Church seems exasperated by the prospect of jumping onto yet another mission. They're always moving. Have been for the past few years, attempting to avoid Meta and the misplaced shadows on the walls. Scouring the planets, sometimes sneaking onboard ships and exploring other solar systems, blending into the crew with relative ease.

"Okay," he says reluctantly, "whatever you want."

She just wants him safe.


.

.

.

Part II: Aftermath

{Washington}

.

.

.

They hire him to do a simple job – to track down agent New York, and the twins North and South Dakota, and to recover their AIs before the Meta can get ahold of them. They let him keep his AI as part of the payment, although he doesn't activate it, is too scared of having his mind ripped apart so violently at the seams again. But regardless, he thinks he owes them, for helping him through the trauma. For keeping him alive and redirecting the gun away from his forehead on his worst days. For offering him ways of coping and progressing back into a coherent human being.

But he finds this simple job to be…complex, when he gazes through a sniper rifle scope and locates the woman in pink armor keeping close to her brother's side, her head snapping around to study her surroundings.

Maybe they never were a thing, at all, between the scarce jokes after rough missions and the time she kissed him while drunk and the one, single, time they banged each other senseless in his bedroom (to let off steam, to let out frustration, to quickly forget it ever happened).

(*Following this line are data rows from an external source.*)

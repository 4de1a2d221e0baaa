use core::fmt;

/// Width in bytes of one encoded operation: the opcode byte followed by a
/// big-endian `u16` operand.
pub const OP_WIDTH: usize = 3;

/// Opcode enum. One-to-one corresponding to an `u8` value.
#[derive(Clone, Copy, Eq, PartialEq, Ord, PartialOrd, Hash)]
#[cfg_attr(feature = "with-serde", derive(serde::Serialize, serde::Deserialize))]
pub struct Opcode(pub u8);

// Stack and input opcodes.
impl Opcode {
	/// `CONSTANT`
	pub const CONSTANT: Opcode = Opcode(0x00);
	/// `CONTEXT`
	pub const CONTEXT: Opcode = Opcode(0x01);
	/// `DUP`
	pub const DUP: Opcode = Opcode(0x02);
	/// `ZIPMAP`
	pub const ZIPMAP: Opcode = Opcode(0x03);
	/// `CALL`
	pub const CALL: Opcode = Opcode(0x04);
}

// Logic opcodes.
impl Opcode {
	/// `EQUAL_TO`
	pub const EQUAL_TO: Opcode = Opcode(0x10);
	/// `LESS_THAN`
	pub const LESS_THAN: Opcode = Opcode(0x11);
	/// `GREATER_THAN`
	pub const GREATER_THAN: Opcode = Opcode(0x12);
	/// `IS_ZERO`
	pub const IS_ZERO: Opcode = Opcode(0x13);
	/// `EAGER_IF`
	pub const EAGER_IF: Opcode = Opcode(0x14);
	/// `ANY`
	pub const ANY: Opcode = Opcode(0x15);
	/// `EVERY`
	pub const EVERY: Opcode = Opcode(0x16);
	/// `ENSURE`
	pub const ENSURE: Opcode = Opcode(0x17);
}

// Environment opcodes.
impl Opcode {
	/// `BLOCK_NUMBER`
	pub const BLOCK_NUMBER: Opcode = Opcode(0x20);
	/// `BLOCK_TIMESTAMP`
	pub const BLOCK_TIMESTAMP: Opcode = Opcode(0x21);
	/// `SENDER`
	pub const SENDER: Opcode = Opcode(0x22);
	/// `THIS_ADDRESS`
	pub const THIS_ADDRESS: Opcode = Opcode(0x23);
}

// State opcodes.
impl Opcode {
	/// `GET`
	pub const GET: Opcode = Opcode(0x30);
	/// `SET`
	pub const SET: Opcode = Opcode(0x31);
}

// Math opcodes.
impl Opcode {
	/// `ADD`
	pub const ADD: Opcode = Opcode(0x40);
	/// `SUB`
	pub const SUB: Opcode = Opcode(0x41);
	/// `MUL`
	pub const MUL: Opcode = Opcode(0x42);
	/// `DIV`
	pub const DIV: Opcode = Opcode(0x43);
	/// `MOD`
	pub const MOD: Opcode = Opcode(0x44);
	/// `EXP`
	pub const EXP: Opcode = Opcode(0x45);
	/// `MIN`
	pub const MIN: Opcode = Opcode(0x46);
	/// `MAX`
	pub const MAX: Opcode = Opcode(0x47);
	/// `SATURATING_ADD`
	pub const SATURATING_ADD: Opcode = Opcode(0x48);
	/// `SATURATING_SUB`
	pub const SATURATING_SUB: Opcode = Opcode(0x49);
	/// `SATURATING_MUL`
	pub const SATURATING_MUL: Opcode = Opcode(0x4a);

	/// `HASH`
	pub const HASH: Opcode = Opcode(0x50);
}

const NAMES: &[(Opcode, &str)] = &[
	(Opcode::CONSTANT, "constant"),
	(Opcode::CONTEXT, "context"),
	(Opcode::DUP, "dup"),
	(Opcode::ZIPMAP, "zipmap"),
	(Opcode::CALL, "call"),
	(Opcode::EQUAL_TO, "equal_to"),
	(Opcode::LESS_THAN, "less_than"),
	(Opcode::GREATER_THAN, "greater_than"),
	(Opcode::IS_ZERO, "is_zero"),
	(Opcode::EAGER_IF, "eager_if"),
	(Opcode::ANY, "any"),
	(Opcode::EVERY, "every"),
	(Opcode::ENSURE, "ensure"),
	(Opcode::BLOCK_NUMBER, "block_number"),
	(Opcode::BLOCK_TIMESTAMP, "block_timestamp"),
	(Opcode::SENDER, "sender"),
	(Opcode::THIS_ADDRESS, "this_address"),
	(Opcode::GET, "get"),
	(Opcode::SET, "set"),
	(Opcode::ADD, "add"),
	(Opcode::SUB, "sub"),
	(Opcode::MUL, "mul"),
	(Opcode::DIV, "div"),
	(Opcode::MOD, "mod"),
	(Opcode::EXP, "exp"),
	(Opcode::MIN, "min"),
	(Opcode::MAX, "max"),
	(Opcode::SATURATING_ADD, "saturating_add"),
	(Opcode::SATURATING_SUB, "saturating_sub"),
	(Opcode::SATURATING_MUL, "saturating_mul"),
	(Opcode::HASH, "hash"),
];

impl Opcode {
	/// Raw opcode byte.
	#[inline]
	#[must_use]
	pub const fn as_u8(&self) -> u8 {
		self.0
	}

	/// Cast the opcode to `usize`, for table lookups.
	#[inline]
	#[must_use]
	pub const fn as_usize(&self) -> usize {
		self.0 as usize
	}

	/// Lower case mnemonic of a known opcode.
	#[must_use]
	pub fn name(&self) -> Option<&'static str> {
		NAMES
			.iter()
			.find(|(opcode, _)| opcode == self)
			.map(|(_, name)| *name)
	}

	/// Look up an opcode by mnemonic. Case insensitive.
	#[must_use]
	pub fn from_name(name: &str) -> Option<Opcode> {
		NAMES
			.iter()
			.find(|(_, n)| n.eq_ignore_ascii_case(name))
			.map(|(opcode, _)| *opcode)
	}
}

impl fmt::Debug for Opcode {
	fn fmt(&self, f: &mut fmt::Formatter<'_>) -> fmt::Result {
		match self.name() {
			Some(name) => write!(f, "{}", name.to_ascii_uppercase()),
			None => write!(f, "Opcode(0x{:02x})", self.0),
		}
	}
}

/// Raw 16-bit operand of an operation, with decoders for the packed layouts
/// used by `CONTEXT`, `ZIPMAP` and `CALL`.
#[derive(Clone, Copy, Debug, Default, Eq, PartialEq, Ord, PartialOrd, Hash)]
#[cfg_attr(feature = "with-serde", derive(serde::Serialize, serde::Deserialize))]
pub struct Operand(pub u16);

/// Decoded `ZIPMAP` operand.
#[derive(Clone, Copy, Debug, Eq, PartialEq)]
pub struct ZipmapOperand {
	/// Index of the source run on each iteration.
	pub source: usize,
	/// Number of words handed to each iteration.
	pub inputs: usize,
	/// Number of iterations.
	pub iterations: usize,
}

/// Decoded `CALL` operand.
#[derive(Clone, Copy, Debug, Eq, PartialEq)]
pub struct CallOperand {
	/// Index of the registered extension function.
	pub function: usize,
	/// Number of words popped and passed to the function.
	pub inputs: usize,
	/// Number of words the function must return.
	pub outputs: usize,
}

impl Operand {
	/// Largest source index a `ZIPMAP` operand can address.
	pub const MAX_ZIPMAP_SOURCE: usize = 0x1f;
	/// Largest input count a `ZIPMAP` operand can carry.
	pub const MAX_ZIPMAP_INPUTS: usize = 0x1f;
	/// Largest iteration count a `ZIPMAP` operand can carry.
	pub const MAX_ZIPMAP_ITERATIONS: usize = 0x3f;
	/// Largest input or output count a `CALL` operand can carry.
	pub const MAX_CALL_ARITY: usize = 0x0f;

	/// Operand as plain count or index.
	#[inline]
	#[must_use]
	pub const fn as_usize(&self) -> usize {
		self.0 as usize
	}

	/// `CONTEXT` operand: `(row, column)`.
	#[inline]
	#[must_use]
	pub const fn context(&self) -> (usize, usize) {
		((self.0 >> 8) as usize, (self.0 & 0xff) as usize)
	}

	/// Build a `CONTEXT` operand.
	#[must_use]
	pub const fn from_context(row: u8, column: u8) -> Self {
		Self(((row as u16) << 8) | column as u16)
	}

	/// `ZIPMAP` operand.
	#[inline]
	#[must_use]
	pub const fn zipmap(&self) -> ZipmapOperand {
		ZipmapOperand {
			source: (self.0 & 0x1f) as usize,
			inputs: ((self.0 >> 5) & 0x1f) as usize,
			iterations: ((self.0 >> 10) & 0x3f) as usize,
		}
	}

	/// Build a `ZIPMAP` operand. Returns `None` if a field does not fit.
	#[must_use]
	pub fn from_zipmap(source: usize, inputs: usize, iterations: usize) -> Option<Self> {
		if source > Self::MAX_ZIPMAP_SOURCE
			|| inputs > Self::MAX_ZIPMAP_INPUTS
			|| iterations > Self::MAX_ZIPMAP_ITERATIONS
		{
			return None;
		}
		Some(Self(
			(source as u16) | ((inputs as u16) << 5) | ((iterations as u16) << 10),
		))
	}

	/// `CALL` operand.
	#[inline]
	#[must_use]
	pub const fn call(&self) -> CallOperand {
		CallOperand {
			function: (self.0 & 0xff) as usize,
			inputs: ((self.0 >> 8) & 0x0f) as usize,
			outputs: ((self.0 >> 12) & 0x0f) as usize,
		}
	}

	/// Build a `CALL` operand. Returns `None` if a field does not fit.
	#[must_use]
	pub fn from_call(function: usize, inputs: usize, outputs: usize) -> Option<Self> {
		if function > 0xff || inputs > Self::MAX_CALL_ARITY || outputs > Self::MAX_CALL_ARITY {
			return None;
		}
		Some(Self(
			(function as u16) | ((inputs as u16) << 8) | ((outputs as u16) << 12),
		))
	}
}

impl From<u16> for Operand {
	fn from(v: u16) -> Self {
		Self(v)
	}
}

Maybe they could have been a thing, to some established degree, dodging around the subject with quick feet and avoiding the regulations of their job and pretending that there was never any unresolved tension between them.

Maybe they would have been a thing, possibly, assuming he hadn't suffered from a complete and utter breakdown and the Director's best agent hadn't crashed an entire fucking ship into a tundra and if, maybe if, she had chosen to stay instead of abandoning them altogether with her brother. The twins are inseparable even when she pushes him away and Wash thinks that she's safer with North anyway. He couldn't protect her, not in his current state (assuming that she would allow him the courtesy to be her self-assigned partner, but getting closer to her might only prove fatal in the end).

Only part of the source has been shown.